After applying this, imagine you “forgot” it exists—just like in large orgs.

Data Source #1: Finding the VPC

data "aws_vpc" "shared" {
  filter {
    name   = "tag:Name"
    values = ["shared-network-vpc"]
  }
}

What this does

Queries AWS for a VPC with the specified tag
Returns the VPC ID, CIDR block, and all other attributes
Refreshes on every terraform apply

Console test

terraform console
> data.aws_vpc.shared.id
"vpc-0a1b2c3d4e5f6"
> data.aws_vpc.shared.cidr_block
"10.0.0.0/16"

Data Source #2: Finding the Subnet (Chained!)

data "aws_subnet" "shared" {
  filter {
    name   = "tag:Name"
    values = ["shared-primary-subnet"]
  }
  vpc_id = data.aws_vpc.shared.id  # Use the VPC data source
}

Key takeaways

Data sources can be chained; one feeds into another
vpc_id narrows the search, preventing accidental matches when multiple subnets share a tag

Data Source #3: Latest AMI (The Dynamic One)

data "aws_ami" "amazon_linux_2" {
  most_recent = true
  owners      = ["amazon"]

  filter {
    name   = "name"
    values = ["amzn2-ami-hvm-*-x86_64-gp2"]
  }

  filter {
    name   = "virtualization-type"
    values = ["hvm"]
  }
}

Why this is brilliant

most_recent = true always grabs the newest matching AMI
Wildcards (*) give flexible pattern matching
Multiple filters ensure you get exactly what you need, keeping instances up‑to‑date automatically

Putting It All Together: The Final Resource

resource "aws_instance" "main" {
  ami           = data.aws_ami.amazon_linux_2.id
  instance_type = "t2.micro"
  subnet_id     = data.aws_subnet.shared.id
  private_ip    = "10.0.1.50"

  tags = {
    Name = "day13-instance"
  }
}

Running terraform plan yields:

Plan: 1 to add, 0 to change, 0 to destroy.

Only one resource is created—the EC2 instance. The VPC and subnet are merely referenced, not managed.

The Power Move: Terraform Console Testing

terraform console

# Test VPC data source
> data.aws_vpc.shared.id
"vpc-0a1b2c3d4e5f6"

# Test subnet data source
> data.aws_subnet.shared.cidr_block
"10.0.1.0/24"

# Test AMI data source
> data.aws_ami.amazon_linux_2.name
"amzn2-ami-hvm-2.0.20231218.0-x86_64-gp2"

Use the console to verify filters and values before any real deployment.

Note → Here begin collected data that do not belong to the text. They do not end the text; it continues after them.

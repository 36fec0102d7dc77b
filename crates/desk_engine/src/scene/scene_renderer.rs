//! Draw submission
//!
//! The scene manager decides what to draw and with which model matrix. The
//! backend behind a [`DrawTarget`] decides how.

use crate::foundation::math::Mat4;
use crate::spatial::ObjectId;
use super::desk_layout::MeshKind;

/// A single mesh draw for one visible object
#[derive(Debug, Clone, PartialEq)]
pub struct DrawCall {
    /// Object being drawn
    pub object_id: ObjectId,
    /// Mesh primitive
    pub mesh: MeshKind,
    /// Model-to-world matrix
    pub model: Mat4,
    /// Use the reduced-detail variant of the mesh
    pub low_detail: bool,
}

/// Receiver of draw calls for a frame
pub trait DrawTarget {
    /// Called once before the first draw of a frame
    fn begin_frame(&mut self, _frame: u64) {}

    /// Submit a draw
    fn draw(&mut self, call: DrawCall);

    /// Called once after the last draw of a frame
    fn end_frame(&mut self) {}
}

/// Draw target that keeps the calls of the last frame
#[derive(Debug, Default, Clone)]
pub struct RecordingTarget {
    frame: u64,
    calls: Vec<DrawCall>,
    frames_completed: u64,
}

impl RecordingTarget {
    /// Create an empty recorder
    pub fn new() -> Self {
        Self::default()
    }

    /// Draw calls of the current (or last completed) frame
    pub fn calls(&self) -> &[DrawCall] {
        &self.calls
    }

    /// Index of the current frame
    pub fn frame(&self) -> u64 {
        self.frame
    }

    /// Number of frames that reached `end_frame`
    pub fn frames_completed(&self) -> u64 {
        self.frames_completed
    }

    /// Look up the draw for an object in the current frame
    pub fn call_for(&self, object_id: ObjectId) -> Option<&DrawCall> {
        self.calls.iter().find(|c| c.object_id == object_id)
    }
}

impl DrawTarget for RecordingTarget {
    fn begin_frame(&mut self, frame: u64) {
        self.frame = frame;
        self.calls.clear();
    }

    fn draw(&mut self, call: DrawCall) {
        self.calls.push(call);
    }

    fn end_frame(&mut self) {
        self.frames_completed += 1;
    }
}
//! Foundation module - Core utilities and types
//!
//! This module provides fundamental utilities used throughout the engine:
//! - Math types and TRS composition
//! - Time measurement
//! - Logging utilities

pub mod math;
pub mod time;
pub mod logging;
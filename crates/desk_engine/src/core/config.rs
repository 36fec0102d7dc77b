//! # Unified Configuration System
//!
//! All configuration structures for the desk scene live here:
//!
//! - **Engine Config**: logging, profiling and frame loop settings
//! - **Spatial Config**: extent and depth of the octree root cube
//! - **Culling Config**: the culling region and per-frame index policy
//! - **Application Config**: the top-level aggregate loaded from disk
//!
//! Every section has serde defaults, so a config file only needs the keys it
//! wants to override.

use serde::{Deserialize, Serialize};

use crate::foundation::math::{utils, Vec3};
use crate::spatial::AABB;

// Re-export from the config module for convenience
pub use crate::config::{Config, ConfigError};

/// # Engine Configuration
///
/// Logging, profiling and frame loop settings.
#[derive(Debug, Clone, PartialEq, Serialize, Deserialize)]
#[serde(default)]
pub struct EngineConfig {
    /// Default log filter (overridable through `RUST_LOG`)
    pub log_level: String,
    /// Whether the profiler collects timings
    pub enable_profiling: bool,
    /// Append profiler reports to this file when set
    pub profile_report_path: Option<String>,
    /// Log a profiler report every N frames (0 = only at shutdown)
    pub report_interval_frames: u32,
    /// Number of frames the headless loop renders
    pub frame_count: u32,
}

impl EngineConfig {
    /// Create a new engine configuration
    pub fn new() -> Self {
        Self {
            log_level: "info".to_string(),
            enable_profiling: true,
            profile_report_path: None,
            report_interval_frames: 60,
            frame_count: 120,
        }
    }

    /// Set log level
    pub fn with_log_level(mut self, level: impl Into<String>) -> Self {
        self.log_level = level.into();
        self
    }

    /// Enable profiling
    pub fn with_profiling(mut self, enabled: bool) -> Self {
        self.enable_profiling = enabled;
        self
    }

    /// Append profiler reports to a file
    pub fn with_profile_report_path(mut self, path: impl Into<String>) -> Self {
        self.profile_report_path = Some(path.into());
        self
    }

    /// Set the number of frames to render
    pub fn with_frame_count(mut self, frames: u32) -> Self {
        self.frame_count = frames;
        self
    }
}

impl Default for EngineConfig {
    fn default() -> Self {
        Self::new()
    }
}

/// # Spatial Configuration
///
/// The octree root cube. It is fixed for the lifetime of the index, so it
/// should cover the whole workspace of the scene.
#[derive(Debug, Clone, PartialEq, Serialize, Deserialize)]
#[serde(default)]
pub struct SpatialConfig {
    /// Center of the root cube
    pub center: Vec3,
    /// Half the edge length of the root cube
    pub half_size: f32,
    /// Depth at which nodes become leaves (root = 0)
    pub max_depth: u32,
}

impl SpatialConfig {
    /// Deepest tree accepted by validation
    pub const MAX_SUPPORTED_DEPTH: u32 = 16;

    /// Create a spatial configuration
    pub fn new(center: Vec3, half_size: f32, max_depth: u32) -> Self {
        Self {
            center,
            half_size,
            max_depth,
        }
    }

    /// Validate the configuration
    pub fn validate(&self) -> Result<(), ConfigError> {
        if !utils::is_finite(&self.center) {
            return Err(ConfigError::Invalid(format!("octree center is not finite: {:?}", self.center)));
        }
        if !(self.half_size.is_finite() && self.half_size > 0.0) {
            return Err(ConfigError::Invalid(format!(
                "octree half_size must be positive, got {}",
                self.half_size
            )));
        }
        if self.max_depth > Self::MAX_SUPPORTED_DEPTH {
            return Err(ConfigError::Invalid(format!(
                "octree max_depth {} exceeds {}",
                self.max_depth,
                Self::MAX_SUPPORTED_DEPTH
            )));
        }
        Ok(())
    }

    /// Bounds of the root cube
    pub fn root_bounds(&self) -> AABB {
        AABB::from_center_extents(self.center, Vec3::repeat(self.half_size))
    }
}

impl Default for SpatialConfig {
    fn default() -> Self {
        Self::new(Vec3::zeros(), 10.0, 5)
    }
}

/// # Culling Configuration
///
/// The camera volume is approximated by a static box.
#[derive(Debug, Clone, PartialEq, Serialize, Deserialize)]
#[serde(default)]
pub struct CullingConfig {
    /// Minimum corner of the culling region
    pub region_min: Vec3,
    /// Maximum corner of the culling region
    pub region_max: Vec3,
    /// Clear the index before re-registering objects each frame
    pub clear_index_each_frame: bool,
    /// Camera position used for level-of-detail selection
    pub camera_position: Vec3,
    /// Spheres farther than this from the camera use the low-detail mesh
    pub low_detail_distance: f32,
}

impl CullingConfig {
    /// Set the culling region
    pub fn with_region(mut self, min: Vec3, max: Vec3) -> Self {
        self.region_min = min;
        self.region_max = max;
        self
    }

    /// Keep (or stop keeping) duplicates across frames
    pub fn with_clear_each_frame(mut self, enabled: bool) -> Self {
        self.clear_index_each_frame = enabled;
        self
    }

    /// The culling region as a box
    pub fn region(&self) -> AABB {
        AABB::new(self.region_min, self.region_max)
    }

    /// Validate the configuration
    pub fn validate(&self) -> Result<(), ConfigError> {
        let (min, max) = (self.region_min, self.region_max);
        if !(utils::is_finite(&min) && utils::is_finite(&max)) {
            return Err(ConfigError::Invalid("culling region is not finite".to_string()));
        }
        if min.x > max.x || min.y > max.y || min.z > max.z {
            return Err(ConfigError::Invalid(format!(
                "culling region min {:?} exceeds max {:?}",
                min, max
            )));
        }
        if self.low_detail_distance.is_nan() || self.low_detail_distance < 0.0 {
            return Err(ConfigError::Invalid(format!(
                "low_detail_distance must be non-negative, got {}",
                self.low_detail_distance
            )));
        }
        Ok(())
    }
}

impl Default for CullingConfig {
    fn default() -> Self {
        Self {
            region_min: Vec3::new(-8.0, -2.0, -8.0),
            region_max: Vec3::new(8.0, 8.0, 8.0),
            clear_index_each_frame: true,
            camera_position: Vec3::zeros(),
            low_detail_distance: 6.0,
        }
    }
}

/// # Complete Application Configuration
///
/// Top-level configuration that encompasses all subsystems.
#[derive(Debug, Clone, PartialEq, Default, Serialize, Deserialize)]
#[serde(default)]
pub struct ApplicationConfig {
    /// Engine core configuration
    pub engine: EngineConfig,
    /// Octree configuration
    pub spatial: SpatialConfig,
    /// Culling configuration
    pub culling: CullingConfig,
}

impl ApplicationConfig {
    /// Validate the entire configuration
    pub fn validate(&self) -> Result<(), ConfigError> {
        self.spatial.validate()?;
        self.culling.validate()?;
        Ok(())
    }
}

impl Config for ApplicationConfig {}

#[cfg(test)]
mod tests {
    use super::*;

    #[test]
    fn test_defaults_match_desk_workspace() {
        let config = ApplicationConfig::default();
        assert_eq!(config.spatial.center, Vec3::zeros());
        assert_eq!(config.spatial.half_size, 10.0);
        assert_eq!(config.spatial.max_depth, 5);
        assert_eq!(config.culling.region_min, Vec3::new(-8.0, -2.0, -8.0));
        assert_eq!(config.culling.region_max, Vec3::new(8.0, 8.0, 8.0));
        assert!(config.validate().is_ok());
    }

    #[test]
    fn test_partial_toml_keeps_defaults() {
        let text = r#"
            [spatial]
            half_size = 25.0

            [engine]
            log_level = "debug"
        "#;
        let config: ApplicationConfig = toml::from_str(text).unwrap();
        assert_eq!(config.spatial.half_size, 25.0);
        assert_eq!(config.spatial.max_depth, 5);
        assert_eq!(config.engine.log_level, "debug");
        assert_eq!(config.culling, CullingConfig::default());
    }

    #[test]
    fn test_vectors_parse_from_arrays() {
        let text = r#"
            [culling]
            region_min = [-1.0, -1.0, -1.0]
            region_max = [1.0, 2.0, 3.0]
        "#;
        let config: ApplicationConfig = toml::from_str(text).unwrap();
        assert_eq!(config.culling.region_max, Vec3::new(1.0, 2.0, 3.0));
    }

    #[test]
    fn test_ron_round_trip() {
        let config = ApplicationConfig {
            engine: EngineConfig::new().with_frame_count(3).with_profile_report_path("perf.txt"),
            ..Default::default()
        };
        let text = ron::to_string(&config).unwrap();
        let back: ApplicationConfig = ron::from_str(&text).unwrap();
        assert_eq!(back, config);
    }

    #[test]
    fn test_save_and_load_toml_file() {
        let path = std::env::temp_dir().join(format!("desk_engine_config_{}.toml", std::process::id()));
        let config = ApplicationConfig {
            spatial: SpatialConfig::new(Vec3::new(1.0, 0.0, 0.0), 4.0, 3),
            ..Default::default()
        };
        config.save_to_file(&path).unwrap();
        let loaded = ApplicationConfig::load_from_file(&path).unwrap();
        std::fs::remove_file(&path).ok();
        assert_eq!(loaded, config);
    }

    #[test]
    fn test_rejects_bad_spatial_values() {
        assert!(SpatialConfig::new(Vec3::zeros(), 0.0, 5).validate().is_err());
        assert!(SpatialConfig::new(Vec3::zeros(), -3.0, 5).validate().is_err());
        assert!(SpatialConfig::new(Vec3::new(f32::NAN, 0.0, 0.0), 1.0, 5).validate().is_err());
        assert!(SpatialConfig::new(Vec3::zeros(), 1.0, 99).validate().is_err());
    }

    #[test]
    fn test_rejects_inverted_region() {
        let culling = CullingConfig::default().with_region(Vec3::new(1.0, 0.0, 0.0), Vec3::zeros());
        assert!(matches!(culling.validate(), Err(ConfigError::Invalid(_))));
    }
}
//! Template candidate ordering, lookup and rendering.

use serde::Serialize;

use crate::model::{CityView, ContentTemplate, FacilityView, State, TemplateType};
use crate::store::{Directory, StoreResult};

/// Number of rotating facility template versions.
pub const FACILITY_VERSIONS: i32 = 3;

/// `<stateSlug>_content_adaptive`
pub fn state_candidates(state_slug: &str) -> Vec<String> {
    vec![format!("{state_slug}_content_adaptive")]
}

/// `<stateSlug>_<citySlug>_content_adaptive`
pub fn city_candidates(state_slug: &str, city_slug: &str) -> Vec<String> {
    vec![format!("{state_slug}_{city_slug}_content_adaptive")]
}

/// Primary version `v{(id mod 3)+1}` first, then the remaining versions in
/// ascending order.
pub fn facility_candidates(facility_slug: &str, facility_id: i32) -> Vec<String> {
    let primary = facility_id.rem_euclid(FACILITY_VERSIONS) + 1;
    std::iter::once(primary)
        .chain((1..=FACILITY_VERSIONS).filter(|v| *v != primary))
        .map(|v| format!("{facility_slug}_content_v{v}"))
        .collect()
}

/// Try each candidate name in order; return the first template found.
pub async fn resolve_first(
    directory: &dyn Directory,
    kind: TemplateType,
    candidates: &[String],
) -> StoreResult<Option<ContentTemplate>> {
    for name in candidates {
        if let Some(template) = directory.content_template(kind, name).await? {
            tracing::debug!(template = %name, kind = %kind, "Content template resolved");
            return Ok(Some(template));
        }
    }
    Ok(None)
}

/// Values substituted for `{placeholder}` markers in template blocks.
#[derive(Debug, Clone, Default)]
pub struct Placeholders {
    values: Vec<(&'static str, String)>,
}

impl Placeholders {
    pub fn with(mut self, key: &'static str, value: impl Into<String>) -> Self {
        self.values.push((key, value.into()));
        self
    }

    pub fn render(&self, block: &str) -> String {
        self.values
            .iter()
            .fold(block.to_string(), |text, (key, value)| {
                text.replace(&format!("{{{key}}}"), value)
            })
    }
}

/// Displayable description for a page.
#[derive(Debug, Clone, PartialEq, Serialize)]
#[serde(rename_all = "camelCase")]
pub struct ResolvedContent {
    pub template_name: Option<String>,
    pub blocks: Vec<String>,
    pub fallback: bool,
}

impl ResolvedContent {
    fn from_template(template: ContentTemplate, placeholders: &Placeholders) -> Self {
        Self {
            blocks: template
                .content_blocks
                .iter()
                .map(|b| placeholders.render(b))
                .collect(),
            template_name: Some(template.template_name),
            fallback: false,
        }
    }

    fn default_paragraph(text: String) -> Self {
        Self {
            template_name: None,
            blocks: vec![text],
            fallback: true,
        }
    }
}

async fn describe(
    directory: &dyn Directory,
    kind: TemplateType,
    candidates: Vec<String>,
    placeholders: Placeholders,
    default_text: String,
) -> StoreResult<ResolvedContent> {
    Ok(match resolve_first(directory, kind, &candidates).await? {
        Some(template) => ResolvedContent::from_template(template, &placeholders),
        None => ResolvedContent::default_paragraph(default_text),
    })
}

pub async fn describe_state(
    directory: &dyn Directory,
    state: &State,
) -> StoreResult<ResolvedContent> {
    describe(
        directory,
        TemplateType::State,
        state_candidates(&state.slug),
        Placeholders::default().with("state_name", &state.name),
        format!(
            "Browse industrial sites in {} where workers and residents may have been \
             exposed to asbestos.",
            state.name
        ),
    )
    .await
}

pub async fn describe_city(
    directory: &dyn Directory,
    city: &CityView,
) -> StoreResult<ResolvedContent> {
    describe(
        directory,
        TemplateType::City,
        city_candidates(&city.state.slug, &city.city.slug),
        Placeholders::default()
            .with("city_name", &city.city.name)
            .with("state_name", &city.state.name),
        format!(
            "Facilities in {}, {} with a documented history of asbestos use.",
            city.city.name, city.state.name
        ),
    )
    .await
}

pub async fn describe_facility(
    directory: &dyn Directory,
    view: &FacilityView,
) -> StoreResult<ResolvedContent> {
    let facility = &view.facility;
    describe(
        directory,
        TemplateType::Facility,
        facility_candidates(&facility.slug, facility.id),
        Placeholders::default()
            .with("facility_name", &facility.name)
            .with("city_name", &view.city.name)
            .with("state_name", &view.state.name)
            .with("company_name", facility.company_name.clone().unwrap_or_default()),
        format!(
            "{} in {}, {} is among the sites where asbestos-containing materials were \
             used. People who worked there may have been exposed.",
            facility.name, view.city.name, view.state.name
        ),
    )
    .await
}
//! Directory data model.
//!
//! # Data Flow
//! ```text
//! State 1──* City 1──* Facility *──1 Category
//!
//! Facility row
//!     → joined with City, State, Category
//!     → FacilityView (nested JSON shape served to clients)
//! ```
//!
//! # Design Decisions
//! - Slugs are the only external identifiers used in page URLs
//! - Wire format is camelCase JSON
//! - `facility_count` is a denormalized counter, read but never recomputed

pub mod contact;
pub mod content;
pub mod facility;
pub mod geo;

pub use contact::{ContactSubmission, LeadUpdate, NewSubmission};
pub use content::{ContentTemplate, TemplateType};
pub use facility::{Facility, FacilityQuery, FacilityView};
pub use geo::{Category, City, CityView, PlaceRef, State, StateDetail};
//! Data access subsystem.
//!
//! # Data Flow
//! ```text
//! DatabaseConfig
//!     → connect() picks a backend
//!         url set       → postgres.rs (sqlx pool)
//!         seed_path set → memory.rs (JSON seed, in-process)
//!     → Arc<dyn Directory> injected into request handlers
//! ```
//!
//! # Design Decisions
//! - One data-access object per process, constructed at startup and closed at shutdown
//! - Handlers never see SQL; every query shape lives behind `Directory`
//! - Lookups return `Option`; mapping a miss to 404 is the caller's job
//! - No in-request recomputation of `facility_count`

pub mod memory;
pub mod postgres;

use std::path::Path;
use std::sync::Arc;

use async_trait::async_trait;
use thiserror::Error;

use crate::config::DatabaseConfig;
use crate::model::{
    Category, City, CityView, ContactSubmission, ContentTemplate, Facility, FacilityQuery,
    FacilityView, LeadUpdate, NewSubmission, State, TemplateType,
};

pub use memory::MemoryStore;
pub use postgres::PgDirectory;

/// Errors raised by a directory backend.
#[derive(Debug, Error)]
pub enum StoreError {
    #[error("database error: {0}")]
    Database(#[from] sqlx::Error),

    #[error("migration failed: {0}")]
    Migrate(#[from] sqlx::migrate::MigrateError),

    #[error("failed to read seed file {path}: {source}")]
    SeedIo {
        path: String,
        source: std::io::Error,
    },

    #[error("invalid seed data: {0}")]
    SeedParse(#[from] serde_json::Error),

    #[error("no data source configured (set database.url or database.seed_path)")]
    NotConfigured,
}

pub type StoreResult<T> = Result<T, StoreError>;

/// Read and write access to the directory data.
#[async_trait]
pub trait Directory: Send + Sync {
    /// All states ordered by name.
    async fn list_states(&self) -> StoreResult<Vec<State>>;

    async fn state_by_slug(&self, slug: &str) -> StoreResult<Option<State>>;

    /// Cities of a state, highest facility count first.
    async fn cities_in_state(&self, state_id: i32) -> StoreResult<Vec<City>>;

    /// City matched by slug under the state with `state_slug`.
    async fn city_by_slugs(&self, state_slug: &str, city_slug: &str)
        -> StoreResult<Option<CityView>>;

    /// All categories ordered by name.
    async fn list_categories(&self) -> StoreResult<Vec<Category>>;

    async fn facility_by_id(&self, id: i32) -> StoreResult<Option<Facility>>;

    /// Facility whose slug, city slug and state slug all match.
    async fn facility_by_slugs(
        &self,
        state_slug: &str,
        city_slug: &str,
        facility_slug: &str,
    ) -> StoreResult<Option<FacilityView>>;

    /// Joined facilities matching `query`, ordered by name.
    async fn facilities(&self, query: &FacilityQuery) -> StoreResult<Vec<FacilityView>>;

    /// Case-insensitive substring match on facility, city or company name.
    async fn search_facilities(&self, term: &str, limit: i64) -> StoreResult<Vec<FacilityView>>;

    /// Active template with exactly this type and name.
    async fn content_template(
        &self,
        kind: TemplateType,
        name: &str,
    ) -> StoreResult<Option<ContentTemplate>>;

    async fn insert_submission(&self, submission: NewSubmission)
        -> StoreResult<ContactSubmission>;

    /// Leads newest first, optionally filtered by status.
    async fn list_submissions(
        &self,
        status: Option<&str>,
        limit: i64,
    ) -> StoreResult<Vec<ContactSubmission>>;

    async fn update_submission(
        &self,
        id: i32,
        update: &LeadUpdate,
    ) -> StoreResult<Option<ContactSubmission>>;

    /// Cheap connectivity probe for the health endpoint.
    async fn ping(&self) -> StoreResult<()>;

    /// Releases backend resources.
    async fn close(&self);
}

/// Build the directory backend described by `config`.
pub async fn connect(config: &DatabaseConfig) -> StoreResult<Arc<dyn Directory>> {
    if let Some(url) = &config.url {
        let store = PgDirectory::connect(url, config.max_connections).await?;
        if config.run_migrations {
            store.migrate().await?;
        }
        return Ok(Arc::new(store));
    }

    if let Some(path) = &config.seed_path {
        let store = MemoryStore::from_seed_file(Path::new(path))?;
        tracing::warn!(
            seed_path = %path,
            "Using in-memory directory; leads are not persisted across restarts"
        );
        return Ok(Arc::new(store));
    }

    Err(StoreError::NotConfigured)
}
//! Route pattern matching.
//!
//! # Responsibilities
//! - Compile `/api/states/{slug}` style patterns into segments
//! - Match a request path segment by segment
//! - Collect named captures
//!
//! # Design Decisions
//! - A capture matches exactly one non-empty path segment
//! - A capture may carry a literal prefix/suffix inside its segment
//!   (`sitemap-{state}.xml`)
//! - Path matching is case-sensitive
//! - Empty path segments (double or trailing slashes) are ignored
//! - No regex to guarantee O(n) matching

use axum::http::Method;

/// One compiled path segment.
#[derive(Debug, Clone, PartialEq, Eq)]
pub enum Segment {
    /// Must equal the path segment exactly.
    Literal(String),
    /// Binds the path segment (minus affixes) to `name`.
    Capture {
        name: String,
        prefix: String,
        suffix: String,
    },
}

impl Segment {
    fn parse(raw: &str) -> Self {
        match (raw.find('{'), raw.rfind('}')) {
            (Some(open), Some(close)) if open < close => Segment::Capture {
                name: raw[open + 1..close].to_string(),
                prefix: raw[..open].to_string(),
                suffix: raw[close + 1..].to_string(),
            },
            _ => Segment::Literal(raw.to_string()),
        }
    }

    fn capture<'a>(&self, segment: &'a str) -> Option<Option<&'a str>> {
        match self {
            Segment::Literal(lit) => (lit == segment).then_some(None),
            Segment::Capture { prefix, suffix, .. } => {
                let value = segment.strip_prefix(prefix.as_str())?;
                let value = value.strip_suffix(suffix.as_str())?;
                (!value.is_empty()).then_some(Some(value))
            }
        }
    }
}

/// Splits a path into its non-empty segments.
pub fn split_path(path: &str) -> Vec<&str> {
    path.split('/').filter(|s| !s.is_empty()).collect()
}

/// Named values captured from a matched path.
#[derive(Debug, Clone, Default, PartialEq, Eq)]
pub struct Params {
    values: Vec<(String, String)>,
}

impl Params {
    /// Captured value for `name`, if the pattern declared it.
    pub fn get(&self, name: &str) -> Option<&str> {
        self.values
            .iter()
            .find(|(key, _)| key == name)
            .map(|(_, value)| value.as_str())
    }
}

/// A method plus a compiled path pattern.
#[derive(Debug, Clone)]
pub struct PathPattern {
    method: Method,
    segments: Vec<Segment>,
}

impl PathPattern {
    /// Compile `pattern` for requests with `method`.
    pub fn new(method: Method, pattern: &str) -> Self {
        Self {
            method,
            segments: split_path(pattern).into_iter().map(Segment::parse).collect(),
        }
    }

    /// Number of fully literal segments; used to rank equally prioritized routes.
    pub fn literal_count(&self) -> usize {
        self.segments
            .iter()
            .filter(|s| matches!(s, Segment::Literal(_)))
            .count()
    }

    /// Returns captures if `method` and every segment match.
    pub fn matches(&self, method: &Method, segments: &[&str]) -> Option<Params> {
        if *method != self.method || segments.len() != self.segments.len() {
            return None;
        }

        let mut params = Params::default();
        for (pattern, segment) in self.segments.iter().zip(segments) {
            let captured = pattern.capture(segment)?;
            if let (Segment::Capture { name, .. }, Some(value)) = (pattern, captured) {
                params.values.push((name.clone(), value.to_string()));
            }
        }
        Some(params)
    }
}
//! Routing subsystem.
//!
//! # Data Flow
//! ```text
//! Incoming Request (method, path)
//!     → router.rs (ordered route lookup)
//!     → matcher.rs (segment-by-segment match, named captures)
//!     → Return: RouteMatch { route, params } or None
//!
//! Route Compilation (at startup):
//!     RouteDef[]
//!     → Sort by priority, then literal segment count
//!     → Compile path patterns
//!     → Freeze as immutable Router
//! ```
//!
//! # Design Decisions
//! - Routes compiled at startup, immutable at runtime
//! - No regex in hot path (segment comparison only)
//! - Deterministic: same input always matches same route
//! - First match wins (ordered by declared precedence)

pub mod matcher;
pub mod router;

pub use matcher::Params;
pub use router::{RouteId, RouteMatch, Router};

Common Data Sources You’ll Actually Use

Network Resources

# VPC lookup
data "aws_vpc" "main" { ... }

# Subnet lookup
data "aws_subnet" "main" { ... }

# Security Group lookup
data "aws_security_group" "main" { ... }

# All availability zones in the current region
data "aws_availability_zones" "available" {
  state = "available"
}

Compute Resources

# Latest AMI (super common)
data "aws_ami" "latest" { ... }

# Existing EC2 instance
# data "aws_instance" "existing" { ... }

These data sources form the backbone of any Terraform configuration that needs to interoperate with pre‑existing cloud resources.